* **Dataset records**:
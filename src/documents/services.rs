use anyhow::Context;
use bytes::Bytes;
use tracing::{info, instrument, warn};
use uuid::Uuid;

use super::repo;
use super::repo_types::{ClientDocument, Document};
use crate::auth::{AdminUser, AuthUser};
use crate::certificates;
use crate::effects::spawn_best_effort;
use crate::error::{AppError, AppResult};
use crate::notifications;
use crate::state::AppState;
use crate::storage::document_key;

pub const MAX_FILES_PER_UPLOAD: usize = 5;
pub const DOWNLOAD_URL_TTL_SECS: u64 = 15 * 60;

pub struct UploadedFile {
    pub file_name: String,
    pub content_type: String,
    pub body: Bytes,
}

pub fn check_batch(files: &[UploadedFile]) -> AppResult<()> {
    if files.is_empty() {
        return Err(AppError::validation("No file provided"));
    }
    if files.len() > MAX_FILES_PER_UPLOAD {
        return Err(AppError::validation(format!(
            "At most {} documents per upload",
            MAX_FILES_PER_UPLOAD
        )));
    }
    Ok(())
}

/// Stores one object per file. On failure the objects already written are
/// removed in the background.
async fn store_all(
    state: &AppState,
    user_id: i64,
    certificate_id: i64,
    files: Vec<UploadedFile>,
) -> anyhow::Result<Vec<(String, String)>> {
    let mut stored: Vec<(String, String)> = Vec::with_capacity(files.len());
    for f in files {
        let key = document_key(user_id, certificate_id, Uuid::new_v4(), &f.file_name);
        if let Err(e) = state
            .storage
            .put_object(&key, f.body, &f.content_type)
            .await
            .with_context(|| format!("put_object {}", key))
        {
            discard_objects(state, stored.into_iter().map(|(_, k)| k).collect());
            return Err(e);
        }
        stored.push((f.file_name, key));
    }
    Ok(stored)
}

fn discard_objects(state: &AppState, keys: Vec<String>) {
    if keys.is_empty() {
        return;
    }
    let storage = state.storage.clone();
    spawn_best_effort("discard_uploaded_objects", async move {
        for key in keys {
            storage.delete_object(&key).await?;
        }
        Ok(())
    });
}

/// First upload: creates the bare certificate and one document per file.
/// Objects are stored before the transaction opens.
#[instrument(skip(state, files), fields(user_id = user.id, files = files.len()))]
pub async fn upload_initial(
    state: &AppState,
    user: &AuthUser,
    files: Vec<UploadedFile>,
) -> AppResult<(i64, Vec<Document>)> {
    check_batch(&files)?;

    let certificate_id = certificates::repo::reserve_id(&state.db).await?;
    let stored = store_all(state, user.id, certificate_id, files).await?;
    let keys: Vec<String> = stored.iter().map(|(_, k)| k.clone()).collect();

    let result: AppResult<Vec<Document>> = async {
        let mut tx = state.db.begin().await?;
        certificates::repo::insert_bare_tx(&mut tx, certificate_id, user.id).await?;
        let mut documents = Vec::with_capacity(stored.len());
        for (file_name, key) in &stored {
            documents.push(repo::insert_tx(&mut tx, certificate_id, user.id, file_name, key).await?);
        }
        tx.commit().await?;
        Ok::<_, AppError>(documents)
    }
    .await;

    match result {
        Ok(documents) => {
            info!(certificate_id, documents = documents.len(), "documents uploaded");
            Ok((certificate_id, documents))
        }
        Err(e) => {
            warn!(certificate_id, "initial upload rolled back");
            discard_objects(state, keys);
            Err(e)
        }
    }
}

/// Upload answering a notification that requested a new document. The
/// certificate's assigned admin, if any, is told about it.
#[instrument(skip(state, file), fields(user_id = user.id))]
pub async fn upload_for_notification(
    state: &AppState,
    user: &AuthUser,
    notification_id: i64,
    file: Option<UploadedFile>,
) -> AppResult<Document> {
    let notification = notifications::repo::find(&state.db, notification_id)
        .await?
        .filter(|n| n.user_id == user.id)
        .ok_or_else(|| AppError::not_found("Notification not found or not yours"))?;
    let certificate_id = notification
        .certificate_id
        .ok_or_else(|| AppError::validation("Notification has no certificate"))?;
    if !notification.request_new_document {
        return Err(AppError::validation("Notification did not request a new document"));
    }
    let file = file.ok_or_else(|| AppError::validation("No file provided"))?;

    let stored = store_all(state, user.id, certificate_id, vec![file]).await?;
    let keys: Vec<String> = stored.iter().map(|(_, k)| k.clone()).collect();
    let (file_name, key) = &stored[0];

    let result: AppResult<Document> = async {
        let mut tx = state.db.begin().await?;
        let document = repo::insert_tx(&mut tx, certificate_id, user.id, file_name, key).await?;
        if let Some(admin_id) = certificates::repo::assigned_admin(&state.db, certificate_id).await? {
            let message = format!("User uploaded a new document for certificate #{}", certificate_id);
            notifications::repo::insert_tx(&mut tx, admin_id, Some(certificate_id), &message, false).await?;
            info!(admin_id, certificate_id, "assigned admin notified of new document");
        }
        tx.commit().await?;
        Ok::<_, AppError>(document)
    }
    .await;

    if result.is_err() {
        warn!(certificate_id, "document upload rolled back");
        discard_objects(state, keys);
    }
    result
}

pub async fn list_mine(state: &AppState, user: &AuthUser) -> AppResult<Vec<ClientDocument>> {
    Ok(repo::list_for_user(&state.db, user.id).await?)
}

/// Documents of a certificate with short-lived download links.
pub async fn list_for_certificate(state: &AppState, certificate_id: i64) -> AppResult<Vec<(Document, Option<String>)>> {
    let documents = repo::list_for_certificate(&state.db, certificate_id).await?;
    let mut out = Vec::with_capacity(documents.len());
    for doc in documents {
        let url = match state.storage.presign_get(&doc.file_path, DOWNLOAD_URL_TTL_SECS).await {
            Ok(url) => Some(url),
            Err(e) => {
                warn!(document_id = doc.id, error = %e, "presign failed");
                None
            }
        };
        out.push((doc, url));
    }
    Ok(out)
}

#[instrument(skip(state), fields(admin_id = admin.0.id))]
pub async fn set_correct(state: &AppState, admin: &AdminUser, id: i64, is_correct: Option<bool>) -> AppResult<Document> {
    let is_correct =
        is_correct.ok_or_else(|| AppError::validation("Missing or invalid is_correct boolean"))?;
    let doc = repo::set_correct(&state.db, id, is_correct)
        .await?
        .ok_or_else(|| AppError::not_found("Document not found"))?;
    info!(document_id = doc.id, is_correct, "document reviewed");
    Ok(doc)
}
use sqlx::FromRow;

#[derive(Debug, Clone, FromRow)]
pub struct Contact {
    pub contact_email: Option<String>,
    pub first_name: Option<String>,
}

/// Storage objects orphaned by a committed account deletion.
#[derive(Debug, Default)]
pub struct DeletedAccount {
    pub user_id: i64,
    pub document_paths: Vec<String>,
    pub certificate_ids: Vec<i64>,
}
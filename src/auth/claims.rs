use serde::{Deserialize, Serialize};

/// Role of an account; also recorded on every message as the sender role.
#[derive(Debug, Clone, Copy, Serialize, Deserialize, PartialEq, Eq, sqlx::Type)]
#[sqlx(type_name = "user_role", rename_all = "lowercase")]
#[serde(rename_all = "lowercase")]
pub enum Role {
    Client,
    Admin,
}

/// JWT payload issued by the credential store.
#[derive(Debug, Clone, Serialize, Deserialize)]
pub struct Claims {
    pub sub: i64,       // user ID
    pub code: String,   // human-facing user code
    pub role: Role,
    pub iat: usize,     // issued at (unix timestamp)
    pub exp: usize,     // expires at (unix timestamp)
    pub iss: String,
    pub aud: String,
}
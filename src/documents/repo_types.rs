use serde::Serialize;
use sqlx::FromRow;
use time::OffsetDateTime;

use crate::certificates::CertificateStatus;

#[derive(Debug, Clone, Serialize, FromRow)]
pub struct Document {
    pub id: i64,
    pub certificate_id: i64,
    pub user_id: i64,
    pub file_name: String,
    pub file_path: String,
    /// Set by staff only; `None` until reviewed.
    pub is_correct: Option<bool>,
    #[serde(with = "time::serde::rfc3339")]
    pub uploaded_at: OffsetDateTime,
}

/// A client's own document with the certificate it belongs to.
#[derive(Debug, Clone, Serialize, FromRow)]
pub struct ClientDocument {
    pub document_id: i64,
    pub certificate_id: i64,
    pub file_name: String,
    pub file_path: String,
    #[serde(with = "time::serde::rfc3339")]
    pub uploaded_at: OffsetDateTime,
    pub certificate_name: Option<String>,
    pub certificate_status: Option<CertificateStatus>,
    pub price: Option<i64>,
    pub paid: bool,
}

* **Your objective**:
When copying the data above, please keep exactly the lines from its first line through the line with "pub struct UploadedFile", both ends included, and drop the rest.

* **Answer below**:
filename src/documents/services.rs
use anyhow::Context;
use bytes::Bytes;
use tracing::{info, instrument, warn};
use uuid::Uuid;

use super::repo;
use super::repo_types::{ClientDocument, Document};
use crate::auth::{AdminUser, AuthUser};
use crate::certificates;
use crate::effects::spawn_best_effort;
use crate::error::{AppError, AppResult};
use crate::notifications;
use crate::state::AppState;
use crate::storage::document_key;

pub const MAX_FILES_PER_UPLOAD: usize = 5;
pub const DOWNLOAD_URL_TTL_SECS: u64 = 15 * 60;

pub struct UploadedFile {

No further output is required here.